Recorded data:

BEGIN

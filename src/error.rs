#[cfg(feature = "tensorflow")]
use tensorflow::Status;
use thiserror::Error;

use std::error::Error;
use std::fmt;
use std::io::Error as IOError;
use std::path::PathBuf;
use std::time::Duration;

#[derive(Debug)]
pub struct LprError(LprErrorKind);

#[derive(Debug, Error)]
pub enum LprErrorKind {
    #[error("invalid region: {0}")]
    InvalidRegion(String),
    #[error("detector unavailable ({}): {reason}", .path.display())]
    DetectorUnavailable { path: PathBuf, reason: String },
    #[error("recognizer unavailable ({}): {reason}", .path.display())]
    RecognizerUnavailable { path: PathBuf, reason: String },
    #[error("recognition timed out after {0:?}")]
    RecognitionTimeout(Duration),
    #[error("recognition failed: {0}")]
    RecognitionFailure(String),
    #[error("no input images found in {}", .0.display())]
    NoInputFound(PathBuf),
    #[error("configuration: {0}")]
    Config(String),
    #[error(transparent)]
    IOError(#[from] IOError),
    #[error(transparent)]
    ImageError(#[from] image::ImageError),
    #[error(transparent)]
    CsvError(#[from] csv::Error),
    #[error(transparent)]
    JsonError(#[from] serde_json::Error),
    #[error(transparent)]
    ThreadPoolError(#[from] rayon::ThreadPoolBuildError),
    #[error("font: {0}")]
    FontError(#[from] ab_glyph::InvalidFont),
    #[cfg(feature = "tensorflow")]
    #[error(transparent)]
    TensorflowError(#[from] Status),
}

impl LprError {
    pub fn kind(&self) -> &LprErrorKind {
        &self.0
    }

    pub fn invalid_region(message: impl Into<String>) -> Self {
        Self(LprErrorKind::InvalidRegion(message.into()))
    }

    pub fn recognition_failure(message: impl Into<String>) -> Self {
        Self(LprErrorKind::RecognitionFailure(message.into()))
    }

    pub fn config(message: impl Into<String>) -> Self {
        Self(LprErrorKind::Config(message.into()))
    }
}

impl<T> From<T> for LprError
where T: Into<LprErrorKind>
{
    fn from(e: T) -> Self {
        Self(e.into())
    }
}

impl fmt::Display for LprError {

    fn fmt(&self, f: &mut fmt::Formatter<'_>) -> fmt::Result {
        fmt::Display::fmt(self.kind(), f)
    }
}

impl Error for LprError {
    fn source(&self) -> Option<&(dyn Error + 'static)> {
        self.kind().source()
    }
}


#[cfg(test)]
mod test {

    use super::{LprError, LprErrorKind};

    use std::io;
    use std::time::Duration;

    #[test]
    fn constructors_pick_their_kind() {
        assert!(matches!(LprError::invalid_region("zero width").kind(), LprErrorKind::InvalidRegion(_)));
        assert!(matches!(LprError::recognition_failure("engine crashed").kind(), LprErrorKind::RecognitionFailure(_)));
        let timeout = LprError::from(LprErrorKind::RecognitionTimeout(Duration::from_millis(5)));
        assert!(matches!(timeout.kind(), LprErrorKind::RecognitionTimeout(_)));
        assert!(matches!(LprError::config("bad").kind(), LprErrorKind::Config(_)));
        let io_err = io::Error::new(io::ErrorKind::NotFound, "missing");
        assert!(matches!(LprError::from(io_err).kind(), LprErrorKind::IOError(_)));
    }

    #[test]
    fn display_goes_through_kind() {
        let err = LprError::invalid_region("box 3 is empty");
        assert_eq!(err.to_string(), "invalid region: box 3 is empty");
        let err = LprError::from(LprErrorKind::NoInputFound("data/input".into()));
        assert_eq!(err.to_string(), "no input images found in data/input");
    }
}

END

▸ What is being asked: Each line above that holds the string "matches" should be copied and shown.

▸ Exercise response:
        assert!(matches!(LprError::invalid_region("zero width").kind(), LprErrorKind::InvalidRegion(_)));
        assert!(matches!(LprError::recognition_failure("engine crashed").kind(), LprErrorKind::RecognitionFailure(_)));
        assert!(matches!(timeout.kind(), LprErrorKind::RecognitionTimeout(_)));
        assert!(matches!(LprError::config("bad").kind(), LprErrorKind::Config(_)));
        assert!(matches!(LprError::from(io_err).kind(), LprErrorKind::IOError(_)));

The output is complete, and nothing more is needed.